We’d been looking at the Tesla Model X’s amorphous figure for so long we’d started to think it normal or even comely. Then Jaguar came along and shattered the spell.

Though shorter and stubbier than the Model X, the I-Pace is more elegant and provocative. Sharp LED light signatures at the front and rear pair with curvy haunches and an aggressive roofline. Framed by a pair of air inlets, Jaguar’s corporate grill helps cool the car’s heat exchangers. Standard 18-inch wheels can be upsized to 20 or 22-inch styles, decreasing ride comfort as they grow.

We’re on the fence about the I-Pace’s sliced, chunky bottom as a contrast to the smooth curves comprising all other panels. Viewed separately, the caboose is cool (it also contributes to a slippery 0.29 drag coefficient), but a 360-degree tour gets confusing. We’re also skeptical of Jaguar’s claim that the rear window angle makes a wiper unnecessary; seems like an ideal spot for snow buildup.

Inside, Jaguar continues to sell us. A choice of leather or premium textile and microfiber suede covers the seats and door panels. Brushed metals mingle with piano black trim to etch a stylized, upscale aesthetic. Some may still prefer Tesla’s minimalist layout, but the Jag feels like a genuine luxury experience. A massive panoramic glass roof invites a fresh ambiance, with tinting to cut down brightness. Thanks to a flat floor and smart packaging, there’s plenty of legroom for rear passengers, though headroom for the middle rider is reduced. Cargo space is excellent as well, with 25.3 cubic feet available behind the second row, and 51.0 cu. ft. with the seats folded.


We can debate whether the I-Pace is an SUV, a hatchback, or something in between, but it doesn’t change the car’s main rival: Tesla’s ModelX 75D. With effectively the same range as the base Model X, the I-Pace is several hundred pounds lighter, almost a half-second quicker to 60 mph, more handsome, and over $10K cheaper to start. Standard features and cargo capacity favor the Model X, but the biggest argument for Tesla is its supercharger network.

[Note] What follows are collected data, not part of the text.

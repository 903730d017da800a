use std::fmt;
use thiserror::Error;

/// User-visible name of each request the client makes. Used as the prefix of
/// the error banner.
#[derive(Debug, Clone, Copy, PartialEq, Eq)]
pub enum Operation {
    LoadTags,
    LoadBookmarks,
    CreateTag,
    DeleteTag,
    CreateBookmark,
    UpdateBookmark,
    DeleteBookmark,
}

impl fmt::Display for Operation {
    fn fmt(&self, f: &mut fmt::Formatter<'_>) -> fmt::Result {
        let label = match self {
            Operation::LoadTags => "GET /api/tags",
            Operation::LoadBookmarks => "GET /api/bookmarks",
            Operation::CreateTag => "Create tag",
            Operation::DeleteTag => "Delete tag",
            Operation::CreateBookmark => "Create bookmark",
            Operation::UpdateBookmark => "Update",
            Operation::DeleteBookmark => "Delete",
        };
        f.write_str(label)
    }
}

#[derive(Debug, Error)]
pub enum ClientError {
    /// Rejected before any request was sent.
    #[error("{0}")]
    Validation(String),

    #[error("{operation} failed ({status}){}", body_suffix(.body))]
    Http { operation: Operation, status: u16, body: String },

    #[error("{operation} failed: {source}")]
    Transport {
        operation: Operation,
        #[source]
        source: reqwest::Error,
    },

    #[error("{operation} failed: unexpected response ({source})")]
    Decode {
        operation: Operation,
        #[source]
        source: serde_json::Error,
    },

    #[error("{kind} {id} not found")]
    NotFound { kind: &'static str, id: i64 },

    #[error("config error: {0}")]
    Config(String),

    #[error(transparent)]
    Io(#[from] std::io::Error),
}

impl ClientError {
    pub fn validation(msg: impl Into<String>) -> Self {
        ClientError::Validation(msg.into())
    }

    /// HTTP status of a failed request, if the server answered at all.
    pub fn status(&self) -> Option<u16> {
        match self {
            ClientError::Http { status, .. } => Some(*status),
            ClientError::Transport { source, .. } => {
                source.status().map(|s| s.as_u16())
            }
            _ => None,
        }
    }

    pub fn is_validation(&self) -> bool {
        matches!(self, ClientError::Validation(_))
    }
}

// The body is shown exactly as the server sent it.
fn body_suffix(body: &str) -> String {
    if body.is_empty() {
        String::new()
    } else {
        format!(": {body}")
    }
}
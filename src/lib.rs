//! Terminal client for a LinkVault bookmark server: tags, a conjunctive tag
//! filter, and bookmark create/edit/delete over the server's REST API.

pub mod api;
pub mod cli;
pub mod client;
pub mod config;
pub mod error;
pub mod formatting;
pub mod logging;
pub mod model;
pub mod render;
pub mod selection;
pub mod shared;
pub mod shell;
pub mod state;
pub mod tags;

use std::error::Error;
use std::io;

use clap::{CommandFactory, Parser};
use tracing::info;

use crate::api::HttpBackend;
use crate::cli::{Cli, Command};
use crate::client::BookmarkClient;
use crate::config::Config;
use crate::formatting::FormatContext;
use crate::shell::Shell;
use crate::state::AppState;

pub fn entry() -> Result<(), Box<dyn Error>> {
    let cli = Cli::parse();
    let config = Config::load(cli.config.as_deref(), cli.api.as_deref())?;
    let _guard = logging::init_logging(&config);

    let Some(command) = cli.command else {
        Cli::command().print_help()?;
        println!();
        return Ok(());
    };

    // Logged here because no subscriber exists while the config loads.
    match &config.source {
        Some(path) => info!(path = %path.display(), api = %config.api_base, "config loaded"),
        None => info!(api = %config.api_base, "no config file, using defaults"),
    }
    let ctx = FormatContext::from_env(cli.plain);
    let backend = HttpBackend::from_config(&config)?;
    let mut client =
        BookmarkClient::new(backend, AppState::new(&config.default_tag_color));

    match command {
        Command::Shell => {
            let mut shell =
                Shell::new(client, io::stdin().lock(), io::stdout(), ctx);
            shell.run()?;
        }
        other => {
            let mut out = io::stdout().lock();
            let mut prompt = |text: &str| {
                shell::ask(&mut io::stdin().lock(), &mut io::stderr(), text)
            };
            cli::execute(other, &mut client, &ctx, &mut out, &mut prompt)?;
        }
    }

    Ok(())
}
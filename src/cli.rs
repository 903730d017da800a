//! Command-line surface: argument definitions and the one-shot commands.
//! Each command mounts only what it needs, runs one client operation and
//! prints the result.

use std::io::Write;
use std::path::PathBuf;

use clap::{Parser, Subcommand};

use crate::api::Backend;
use crate::client::{BookmarkClient, Confirm};
use crate::error::ClientError;
use crate::formatting::{FormatContext, TimeFormatter};
use crate::model::{BookmarkId, TagId};
use crate::render;
use crate::selection::Selection;

#[derive(Parser, Debug)]
#[command(
    name = "linkvault",
    version,
    about = "Tag-organized bookmarks on a LinkVault server"
)]
pub struct Cli {
    /// Config file (default: ~/.config/linkvault/config.toml)
    #[arg(long, global = true, value_name = "PATH")]
    pub config: Option<PathBuf>,

    /// Server base URL, overrides config and LINKVAULT_API
    #[arg(long, global = true, value_name = "URL")]
    pub api: Option<String>,

    /// Disable colors
    #[arg(long, global = true)]
    pub plain: bool,

    #[command(subcommand)]
    pub command: Option<Command>,
}

#[derive(Subcommand, Debug, PartialEq)]
pub enum Command {
    /// List tags
    Tags,
    /// Create or delete a tag
    Tag {
        #[command(subcommand)]
        action: TagAction,
    },
    /// List bookmarks carrying every given tag
    List {
        #[arg(short = 't', long = "tag", value_name = "ID")]
        tags: Vec<TagId>,
        #[arg(short, long, value_name = "TEXT")]
        search: Option<String>,
    },
    /// Show one bookmark with its notes rendered
    Show { id: BookmarkId },
    /// Create a bookmark
    Add {
        #[arg(long, default_value = "")]
        url: String,
        #[arg(long, default_value = "")]
        title: String,
        #[arg(long, default_value = "")]
        notes: String,
        #[arg(short = 't', long = "tag", value_name = "ID")]
        tags: Vec<TagId>,
    },
    /// Change a bookmark's title, notes or tags
    Edit {
        id: BookmarkId,
        #[arg(long)]
        title: Option<String>,
        #[arg(long)]
        notes: Option<String>,
        /// Replace the tag set
        #[arg(short = 't', long = "tag", value_name = "ID")]
        tags: Vec<TagId>,
        #[arg(long, conflicts_with = "tags")]
        clear_tags: bool,
    },
    /// Delete a bookmark
    Delete {
        id: BookmarkId,
        /// Skip the confirmation prompt
        #[arg(short, long)]
        yes: bool,
    },
    /// Interactive session
    Shell,
}

#[derive(Subcommand, Debug, PartialEq)]
pub enum TagAction {
    Add {
        name: String,
        /// #RRGGBB, defaults to the configured tag color
        #[arg(long)]
        color: Option<String>,
    },
    Delete {
        id: TagId,
        #[arg(short, long)]
        yes: bool,
    },
}

/// Run a one-shot command. `prompt` is asked before deletions unless
/// `--yes` was given. `shell` is handled by the caller.
pub fn execute<B: Backend, W: Write>(
    command: Command,
    client: &mut BookmarkClient<B>,
    ctx: &FormatContext,
    out: &mut W,
    prompt: &mut dyn Confirm,
) -> Result<(), ClientError> {
    let time = TimeFormatter::now_local();
    match command {
        Command::Tags => {
            client.reload_tags()?;
            writeln!(out, "{}", render::tags_table(&client.state().tags, ctx))?;
        }
        Command::Tag { action: TagAction::Add { name, color } } => {
            let form = &mut client.state_mut().tag_form;
            form.name = name;
            if let Some(color) = color {
                form.color = color;
            }
            let tag = client.create_tag()?;
            writeln!(out, "Created tag {} {} ({})", tag.id, tag.name, tag.color)?;
        }
        Command::Tag { action: TagAction::Delete { id, yes } } => {
            let deleted = if yes {
                client.delete_tag(id, &mut |_: &str| true)?
            } else {
                client.delete_tag(id, prompt)?
            };
            report(out, deleted, &format!("Deleted tag {id}."))?;
        }
        Command::List { tags, search } => {
            client.state_mut().filter = Selection::from_ids(tags);
            client.set_search(search.as_deref())?;
            writeln!(out, "{}", render::bookmark_list(client.state(), ctx, &time))?;
        }
        Command::Show { id } => {
            client.reload_bookmarks()?;
            let bookmark = client
                .state()
                .bookmark(id)
                .ok_or(ClientError::NotFound { kind: "Bookmark", id })?;
            writeln!(out, "{}", render::bookmark_detail(bookmark, ctx, &time))?;
        }
        Command::Add { url, title, notes, tags } => {
            let form = &mut client.state_mut().bookmark_form;
            form.url = url;
            form.title = title;
            form.notes = notes;
            form.tag_ids = Selection::from_ids(tags);
            client.create_bookmark()?;
            writeln!(out, "Saved bookmark.")?;
        }
        Command::Edit { id, title, notes, tags, clear_tags } => {
            client.reload_bookmarks()?;
            client.start_edit(id)?;
            if let Some(edit) = client.state_mut().editing.as_mut() {
                if let Some(title) = title {
                    edit.title = title;
                }
                if let Some(notes) = notes {
                    edit.notes = notes;
                }
                if clear_tags {
                    edit.tag_ids.clear();
                } else if !tags.is_empty() {
                    edit.tag_ids = Selection::from_ids(tags);
                }
            }
            client.save_edit()?;
            writeln!(out, "Updated bookmark {id}.")?;
        }
        Command::Delete { id, yes } => {
            let deleted = if yes {
                client.delete_bookmark(id, &mut |_: &str| true)?
            } else {
                client.delete_bookmark(id, prompt)?
            };
            report(out, deleted, &format!("Deleted bookmark {id}."))?;
        }
        Command::Shell => {
            return Err(ClientError::validation(
                "shell must be started from the entry point",
            ));
        }
    }
    Ok(())
}

fn report<W: Write>(out: &mut W, done: bool, message: &str) -> Result<(), ClientError> {
    if done {
        writeln!(out, "{message}")?;
    } else {
        writeln!(out, "Cancelled.")?;
    }
    Ok(())
}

This time next year, Audi’s e-Tron and Mercedes-Benz’s EQC will have also entered the fray, so it’s worth noting their specs. The e-Tron will be about a second slower to 60 mph than the I-Pace, should hit 240 miles of range, and will start at $75,795. Mercedes-Benz’s GLC-based offering will be about as quick as the Model X, is estimated to offer 200 miles of range, and will be priced from around $80,000.

The Verdict

We didn’t know what we were missing from the EV market until Jaguar introduced its I-Pace. While offering the same range and technological sophistication as Tesla’s Model X 75D, the I-Pace brings forth style and athleticism beyond the scope of current players. And when the EV storm does hit, Jaguar will weather it from a shelter of customers and buzz.